Data records:
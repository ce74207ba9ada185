// パス: src/interpreter/builtins/promise.rs
// 役割: Promise コンストラクタ・then/catch/finally・組み合わせ関数
// 意図: 状態遷移とジョブ投入は src/interpreter/promise.rs に任せ、ここは公開 API の形だけを作る
// 関連ファイル: src/interpreter/promise.rs

use std::cell::{Cell, RefCell};
use std::rc::Rc;

use runtime_heap::{ObjectId, ObjectKind, PropertyKey, Value};

use super::{define_global, require_new};
use crate::interpreter::{arg, Abrupt, ErrorKind, Interpreter, JsResult};

fn this_promise(interp: &mut Interpreter, this: &Value, method: &str) -> JsResult<ObjectId> {
    match this {
        Value::Object(id) if matches!(interp.heap.kind(*id), ObjectKind::Promise(_)) => Ok(*id),
        _ => {
            let shown = interp.heap.display_string(this);
            Err(interp.type_error(format!("Method Promise.prototype.{} called on incompatible receiver {}", method, shown)))
        }
    }
}

fn callable_or_undefined(interp: &Interpreter, value: Value) -> Value {
    if interp.heap.is_callable(&value) {
        value
    } else {
        Value::Undefined
    }
}

/// 組み合わせ関数の集計先。要素ごとの結果と残り件数を持つ。
struct Aggregate {
    values: RefCell<Vec<Value>>,
    remaining: Cell<usize>,
}

impl Aggregate {
    fn new(len: usize) -> Rc<Self> {
        Rc::new(Self {
            values: RefCell::new(vec![Value::Undefined; len]),
            // 全要素の登録が終わるまで 0 にならないよう 1 つ多く数える
            remaining: Cell::new(len + 1),
        })
    }

    /// 1 件確定させ、全件そろったら `true`。
    fn store(&self, index: usize, value: Value) -> bool {
        if let Some(slot) = self.values.borrow_mut().get_mut(index) {
            *slot = value;
        }
        self.finish_one()
    }

    fn finish_one(&self) -> bool {
        let left = self.remaining.get().saturating_sub(1);
        self.remaining.set(left);
        left == 0
    }
}

#[derive(Clone, Copy)]
enum Combinator {
    All,
    AllSettled,
    Any,
}

fn settled_record(interp: &mut Interpreter, fulfilled: bool, value: Value) -> Value {
    let id = interp.heap.alloc_ordinary();
    let (status, field) = if fulfilled {
        ("fulfilled", "value")
    } else {
        ("rejected", "reason")
    };
    interp.create_data_property(id, PropertyKey::from("status"), Value::string(status));
    interp.create_data_property(id, PropertyKey::from(field), value);
    Value::Object(id)
}

fn aggregate_error(interp: &mut Interpreter, errors: Vec<Value>) -> Value {
    let error = interp.make_error(ErrorKind::Error, "All promises were rejected");
    let list = interp.create_array(errors);
    if let Value::Object(id) = error {
        interp.define_value(id, "name", Value::string("AggregateError"));
        interp.define_value(id, "errors", Value::Object(list));
    }
    error
}

/// 要素 1 つ分のハンドラ。1 度しか効かない。
fn element_handler(
    interp: &mut Interpreter,
    combinator: Combinator,
    fulfilled: bool,
    index: usize,
    aggregate: Rc<Aggregate>,
    result: ObjectId,
) -> Value {
    let called = Cell::new(false);
    let f = interp.native_function("", 1, move |interp, _, args| {
        if called.replace(true) {
            return Ok(Value::Undefined);
        }
        let value = arg(args, 0);
        let stored = match combinator {
            Combinator::AllSettled => settled_record(interp, fulfilled, value),
            _ => value,
        };
        if aggregate.store(index, stored) {
            let values = aggregate.values.borrow().clone();
            if matches!(combinator, Combinator::Any) {
                let error = aggregate_error(interp, values);
                interp.reject_promise(result, error);
            } else {
                let array = interp.create_array(values);
                interp.resolve_promise(result, Value::Object(array))?;
            }
        }
        Ok(Value::Undefined)
    });
    Value::Object(f)
}

fn combine(interp: &mut Interpreter, combinator: Combinator, iterable: &Value) -> JsResult<Value> {
    let result = interp.new_promise();
    let outcome = (|| -> JsResult<()> {
        let items = interp.iterate_to_vec(iterable)?;
        let aggregate = Aggregate::new(items.len());
        for (index, item) in items.into_iter().enumerate() {
            let promise = interp.promise_resolve(item)?;
            let (on_fulfilled, on_rejected) = match combinator {
                Combinator::All => (
                    element_handler(interp, combinator, true, index, aggregate.clone(), result),
                    first_settler(interp, result, false),
                ),
                Combinator::AllSettled => (
                    element_handler(interp, combinator, true, index, aggregate.clone(), result),
                    element_handler(interp, combinator, false, index, aggregate.clone(), result),
                ),
                Combinator::Any => (
                    first_settler(interp, result, true),
                    element_handler(interp, combinator, false, index, aggregate.clone(), result),
                ),
            };
            interp.perform_then(promise, on_fulfilled, on_rejected, None);
        }
        if aggregate.finish_one() {
            let values = aggregate.values.borrow().clone();
            if matches!(combinator, Combinator::Any) {
                let error = aggregate_error(interp, values);
                interp.reject_promise(result, error);
            } else {
                let array = interp.create_array(values);
                interp.resolve_promise(result, Value::Object(array))?;
            }
        }
        Ok(())
    })();
    reject_on_throw(interp, result, outcome)?;
    Ok(Value::Object(result))
}

/// 反復中の例外は結果 Promise の拒否に変える。
fn reject_on_throw(interp: &mut Interpreter, result: ObjectId, outcome: JsResult<()>) -> JsResult<()> {
    match outcome {
        Err(Abrupt::Throw(reason)) => {
            interp.reject_promise(result, reason);
            Ok(())
        }
        other => other,
    }
}

/// 最初の確定で結果 Promise を解決（または拒否）する関数。
fn first_settler(interp: &mut Interpreter, result: ObjectId, fulfill: bool) -> Value {
    let f = interp.native_function("", 1, move |interp, _, args| {
        if fulfill {
            interp.resolve_promise(result, arg(args, 0))?;
        } else {
            interp.reject_promise(result, arg(args, 0));
        }
        Ok(Value::Undefined)
    });
    Value::Object(f)
}

pub(super) fn install(interp: &mut Interpreter) {
    let proto = interp.new_prototype("Promise", ObjectKind::Ordinary);
    let ctor = interp.native_constructor("Promise", 1, proto, |interp, _, args| {
        require_new(interp, "Promise")?;
        let executor = arg(args, 0);
        if !interp.heap.is_callable(&executor) {
            let shown = interp.heap.display_string(&executor);
            return Err(interp.type_error(format!("Promise resolver {} is not a function", shown)));
        }
        let proto = interp.constructing_prototype("Promise");
        let promise = interp.new_promise_with_proto(proto);
        let (resolve, reject) = interp.create_resolving_functions(promise);
        match interp.call(&executor, Value::Undefined, &[Value::Object(resolve), Value::Object(reject)]) {
            Ok(_) => {}
            Err(Abrupt::Throw(e)) => {
                interp.call(&Value::Object(reject), Value::Undefined, &[e])?;
            }
            Err(exit) => return Err(exit),
        }
        Ok(Value::Object(promise))
    });
    define_global(interp, "Promise", Value::Object(ctor));
    let tag = interp.well_known.to_string_tag;
    interp.heap.object_mut(proto).define(
        PropertyKey::Symbol(tag),
        runtime_heap::Property::data(Value::string("Promise"), runtime_heap::Attributes::CONFIGURABLE),
    );

    interp.define_method(proto, "then", 2, |interp, this, args| {
        let promise = this_promise(interp, &this, "then")?;
        let derived = interp.new_promise();
        let on_fulfilled = callable_or_undefined(interp, arg(args, 0));
        let on_rejected = callable_or_undefined(interp, arg(args, 1));
        interp.perform_then(promise, on_fulfilled, on_rejected, Some(derived));
        Ok(Value::Object(derived))
    });
    interp.define_method(proto, "catch", 1, |interp, this, args| {
        interp.invoke(&this, "then", &[Value::Undefined, arg(args, 0)])
    });
    interp.define_method(proto, "finally", 1, |interp, this, args| {
        let on_finally = arg(args, 0);
        if !interp.heap.is_callable(&on_finally) {
            return interp.invoke(&this, "then", &[on_finally.clone(), on_finally]);
        }
        let callback = on_finally.clone();
        let then_finally = interp.native_function("", 1, move |interp, _, args| {
            let value = arg(args, 0);
            let outcome = interp.call(&callback, Value::Undefined, &[])?;
            let settled = interp.promise_resolve(outcome)?;
            let pass = interp.native_function("", 0, move |_, _, _| Ok(value.clone()));
            interp.invoke(&Value::Object(settled), "then", &[Value::Object(pass)])
        });
        let catch_finally = interp.native_function("", 1, move |interp, _, args| {
            let reason = arg(args, 0);
            let outcome = interp.call(&on_finally, Value::Undefined, &[])?;
            let settled = interp.promise_resolve(outcome)?;
            let rethrow = interp.native_function("", 0, move |_, _, _| Err(Abrupt::Throw(reason.clone())));
            interp.invoke(&Value::Object(settled), "then", &[Value::Object(rethrow)])
        });
        interp.invoke(&this, "then", &[Value::Object(then_finally), Value::Object(catch_finally)])
    });

    interp.define_method(ctor, "resolve", 1, |interp, _, args| {
        Ok(Value::Object(interp.promise_resolve(arg(args, 0))?))
    });
    interp.define_method(ctor, "reject", 1, |interp, _, args| {
        let promise = interp.new_promise();
        interp.reject_promise(promise, arg(args, 0));
        Ok(Value::Object(promise))
    });
    interp.define_method(ctor, "withResolvers", 0, |interp, _, _| {
        let promise = interp.new_promise();
        let (resolve, reject) = interp.create_resolving_functions(promise);
        let id = interp.heap.alloc_ordinary();
        interp.create_data_property(id, PropertyKey::from("promise"), Value::Object(promise));
        interp.create_data_property(id, PropertyKey::from("resolve"), Value::Object(resolve));
        interp.create_data_property(id, PropertyKey::from("reject"), Value::Object(reject));
        Ok(Value::Object(id))
    });
    interp.define_method(ctor, "all", 1, |interp, _, args| combine(interp, Combinator::All, &arg(args, 0)));
    interp.define_method(ctor, "allSettled", 1, |interp, _, args| {
        combine(interp, Combinator::AllSettled, &arg(args, 0))
    });
    interp.define_method(ctor, "any", 1, |interp, _, args| combine(interp, Combinator::Any, &arg(args, 0)));
    interp.define_method(ctor, "race", 1, |interp, _, args| {
        let result = interp.new_promise();
        let outcome = (|| -> JsResult<()> {
            for item in interp.iterate_to_vec(&arg(args, 0))? {
                let promise = interp.promise_resolve(item)?;
                let resolve = first_settler(interp, result, true);
                let reject = first_settler(interp, result, false);
                interp.perform_then(promise, resolve, reject, None);
            }
            Ok(())
        })();
        reject_on_throw(interp, result, outcome)?;
        Ok(Value::Object(result))
    });
}

#[cfg(test)]
mod tests {
    use crate::interpreter::test_util::{eval, eval_display};
    use crate::interpreter::Interpreter;

    /// ジョブ消化後のグローバル変数 `r` を表示する。
    fn settled(src: &str) -> String {
        let mut interp = Interpreter::headless();
        eval(&mut interp, src).ok();
        interp
            .global_binding("r")
            .map(|v| interp.heap.display_string(&v))
            .unwrap_or_default()
    }

    #[test]
    /// executor の resolve と then の連鎖。
    fn constructor_and_chain() {
        assert_eq!(settled("var r; new Promise(res => res(2)).then(v => v * 5).then(v => { r = v; });"), "10");
        assert_eq!(settled("var r; new Promise(() => { throw 'boom'; }).catch(e => { r = e; });"), "boom");
    }

    #[test]
    /// finally は値を素通しする。
    fn finally_passes_value() {
        assert_eq!(settled("var r, hit = false; Promise.resolve(3).finally(() => { hit = true; }).then(v => { r = v + ':' + hit; });"), "3:true");
        assert_eq!(settled("var r; Promise.reject(1).finally(() => {}).catch(e => { r = 'caught ' + e; });"), "caught 1");
    }

    #[test]
    /// all / allSettled / any / race。
    fn combinators() {
        assert_eq!(settled("var r; Promise.all([1, Promise.resolve(2), 3]).then(v => { r = v.join(); });"), "1,2,3");
        assert_eq!(settled("var r; Promise.all([]).then(v => { r = v.length; });"), "0");
        assert_eq!(settled("var r; Promise.all([1, Promise.reject('x')]).catch(e => { r = e; });"), "x");
        assert_eq!(
            settled("var r; Promise.allSettled([1, Promise.reject(2)]).then(v => { r = v.map(x => x.status).join(); });"),
            "fulfilled,rejected"
        );
        assert_eq!(settled("var r; Promise.any([Promise.reject(1), 2]).then(v => { r = v; });"), "2");
        assert_eq!(
            settled("var r; Promise.any([Promise.reject(1)]).catch(e => { r = e.name + ' ' + e.errors.join(); });"),
            "AggregateError 1"
        );
        assert_eq!(settled("var r; Promise.race([new Promise(() => {}), 7]).then(v => { r = v; });"), "7");
    }

    #[test]
    /// executor が関数でなければ TypeError。
    fn executor_required() {
        assert_eq!(eval_display("new Promise(1)"), "throw TypeError: Promise resolver 1 is not a function");
    }
}
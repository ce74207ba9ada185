// パス: src/interpreter/builtins/string.rs
// 役割: String コンストラクタと String.prototype のメソッド
// 意図: 添字と長さは UTF-16 コード単位で数える
// 関連ファイル: src/interpreter/text.rs, src/interpreter/builtins/regexp.rs

use std::rc::Rc;

use runtime_heap::{ObjectKind, Value};

use super::{install_constructor, regexp};
use crate::interpreter::ops::to_uint32;
use crate::interpreter::{arg, text, Interpreter, JsResult};

/// this を文字列として取り出す（ラッパは中身を使う）。
fn this_string(interp: &mut Interpreter, this: &Value, method: &str) -> JsResult<Rc<str>> {
    match this {
        Value::String(s) => Ok(s.clone()),
        Value::Undefined | Value::Null | Value::Empty => Err(interp.type_error(format!(
            "String.prototype.{} called on null or undefined",
            method
        ))),
        Value::Object(id) => match interp.heap.kind(*id) {
            ObjectKind::StringObject(s) => Ok(s.clone()),
            _ => interp.to_string(this),
        },
        other => interp.to_string(other),
    }
}

fn is_regexp(interp: &Interpreter, value: &Value) -> bool {
    matches!(value, Value::Object(id) if matches!(interp.heap.kind(*id), ObjectKind::RegExp { .. }))
}

/// `$&` `$1` などの置換パターンを展開する。`position` はコード単位。
pub(super) fn expand_replacement(
    template: &str,
    matched: &str,
    position: usize,
    subject: &str,
    captures: &[Option<String>],
) -> String {
    let mut out = String::new();
    let mut chars = template.chars().peekable();
    while let Some(c) = chars.next() {
        if c != '$' {
            out.push(c);
            continue;
        }
        match chars.peek().copied() {
            Some('$') => {
                chars.next();
                out.push('$');
            }
            Some('&') => {
                chars.next();
                out.push_str(matched);
            }
            Some('`') => {
                chars.next();
                out.push_str(&text::slice(subject, 0, position));
            }
            Some('\'') => {
                chars.next();
                let end = position + text::len(matched);
                out.push_str(&text::slice(subject, end, text::len(subject)));
            }
            Some(d) if d.is_ascii_digit() => {
                chars.next();
                let mut index = d.to_digit(10).unwrap_or(0) as usize;
                if let Some(next) = chars.peek().and_then(|n| n.to_digit(10)) {
                    let two = index * 10 + next as usize;
                    if two >= 1 && two <= captures.len() {
                        chars.next();
                        index = two;
                    }
                }
                if index >= 1 && index <= captures.len() {
                    out.push_str(captures[index - 1].as_deref().unwrap_or(""));
                } else {
                    out.push('$');
                    out.push(d);
                }
            }
            _ => out.push('$'),
        }
    }
    out
}

/// 文字列パターンでの置換（`all` なら全出現）。
fn replace_string(
    interp: &mut Interpreter,
    subject: &str,
    pattern: &str,
    replacement: &Value,
    all: bool,
) -> JsResult<String> {
    let mut positions = Vec::new();
    let mut from = 0;
    let pattern_len = text::len(pattern);
    while let Some(pos) = text::index_of(subject, pattern, from) {
        positions.push(pos);
        if !all {
            break;
        }
        from = pos + pattern_len.max(1);
        if from > text::len(subject) {
            break;
        }
    }
    let mut out = String::new();
    let mut last = 0;
    for pos in positions {
        out.push_str(&text::slice(subject, last, pos));
        let piece = if interp.heap.is_callable(replacement) {
            let r = interp.call(
                replacement,
                Value::Undefined,
                &[Value::string(pattern), Value::Number(pos as f64), Value::string(subject)],
            )?;
            interp.to_string(&r)?.to_string()
        } else {
            let template = interp.to_string(replacement)?;
            expand_replacement(&template, pattern, pos, subject, &[])
        };
        out.push_str(&piece);
        last = pos + pattern_len;
    }
    out.push_str(&text::slice(subject, last, text::len(subject)));
    Ok(out)
}

fn pad(interp: &mut Interpreter, this: &Value, args: &[Value], at_start: bool) -> JsResult<Value> {
    let s = this_string(interp, this, if at_start { "padStart" } else { "padEnd" })?;
    let target = interp.to_integer(&arg(args, 0))?.max(0.0) as usize;
    let filler = match arg(args, 1) {
        Value::Undefined => " ".to_string(),
        v => interp.to_string(&v)?.to_string(),
    };
    let len = text::len(&s);
    if target <= len || filler.is_empty() {
        return Ok(Value::String(s));
    }
    let needed = target - len;
    let filler_units = text::units(&filler);
    let padding: Vec<u16> = filler_units.iter().copied().cycle().take(needed).collect();
    let padding = text::from_units(&padding);
    Ok(Value::string(if at_start {
        format!("{}{}", padding, s)
    } else {
        format!("{}{}", s, padding)
    }))
}
// パス: tests/continuation.rs
// 役割: 継続行判定の統合テスト
// 意図: 括弧の深さとキー/ラベル行末の扱いを実際の入力例で確認する
// 関連ファイル: src/repl/continuation.rs, src/lexer.rs
use jsrepl::repl::continuation::{classify, DepthState};

fn needs_more(lines: &[&str]) -> Vec<bool> {
    let mut state = DepthState::new();
    lines.iter().map(|line| classify(line, &mut state)).collect()
}

#[test]
/// 括弧が釣り合う入力は深さが 0 に戻った行でちょうど閉じる。
fn completes_exactly_when_depth_returns_to_zero() {
    let cases: &[(&[&str], &[bool])] = &[
        (&["1 + 1"], &[false]),
        (&["[", "1,", "2", "]"], &[true, true, true, false]),
        (&["if (a) {", "} else {", "}"], &[true, true, false]),
        (&["f(function () {", "  return [1, 2]", "})"], &[true, true, false]),
        (&["({", "  a: [", "  ],", "})"], &[true, true, true, false]),
    ];
    for (lines, expected) in cases {
        assert_eq!(needs_more(lines), expected.to_vec(), "{:?}", lines);
    }
}

#[test]
fn object_key_at_end_of_line_waits_for_value() {
    assert_eq!(needs_more(&["{a:", "1}"]), vec![true, false]);
    assert_eq!(needs_more(&["\"quoted\":"]), vec![true]);
}

#[test]
/// `case X:` の後は深さを変えずにもう 1 行求める。
fn switch_case_lines() {
    let mut state = DepthState::new();
    assert!(classify("switch (x) {", &mut state));
    assert!(classify("case y:", &mut state));
    assert_eq!(state.depth, 1);
    assert!(classify("  break", &mut state));
    assert!(!classify("}", &mut state));
}

#[test]
/// 演算子の後のコロンはラベルにならない。
fn ternary_colon_is_not_a_label() {
    assert_eq!(needs_more(&["a ? b : c"]), vec![false]);
    assert_eq!(needs_more(&["x = a ?"]), vec![false]);
}

#[test]
/// コメントと文字列の中の括弧は数えない。
fn brackets_in_trivia_and_literals() {
    assert_eq!(needs_more(&["1 // {"]), vec![false]);
    assert_eq!(needs_more(&["`${'{'}`"]), vec![false]);
}

#[test]
/// 状態はセッションを通じて持ち越され、明示的に戻すまで残る。
fn state_persists_until_reset() {
    let mut state = DepthState::new();
    assert!(classify("((", &mut state));
    assert_eq!(state.depth, 2);
    state.reset();
    assert!(!classify("1", &mut state));
}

» Problem statement:
Copy each line from the data above that includes "join".

» Exercise solution:
        assert_eq!(settled("var r; Promise.all([1, Promise.resolve(2), 3]).then(v => { r = v.join(); });"), "1,2,3");
            settled("var r; Promise.allSettled([1, Promise.reject(2)]).then(v => { r = v.map(x => x.status).join(); });"),
            settled("var r; Promise.any([Promise.reject(1)]).catch(e => { r = e.name + ' ' + e.errors.join(); });"),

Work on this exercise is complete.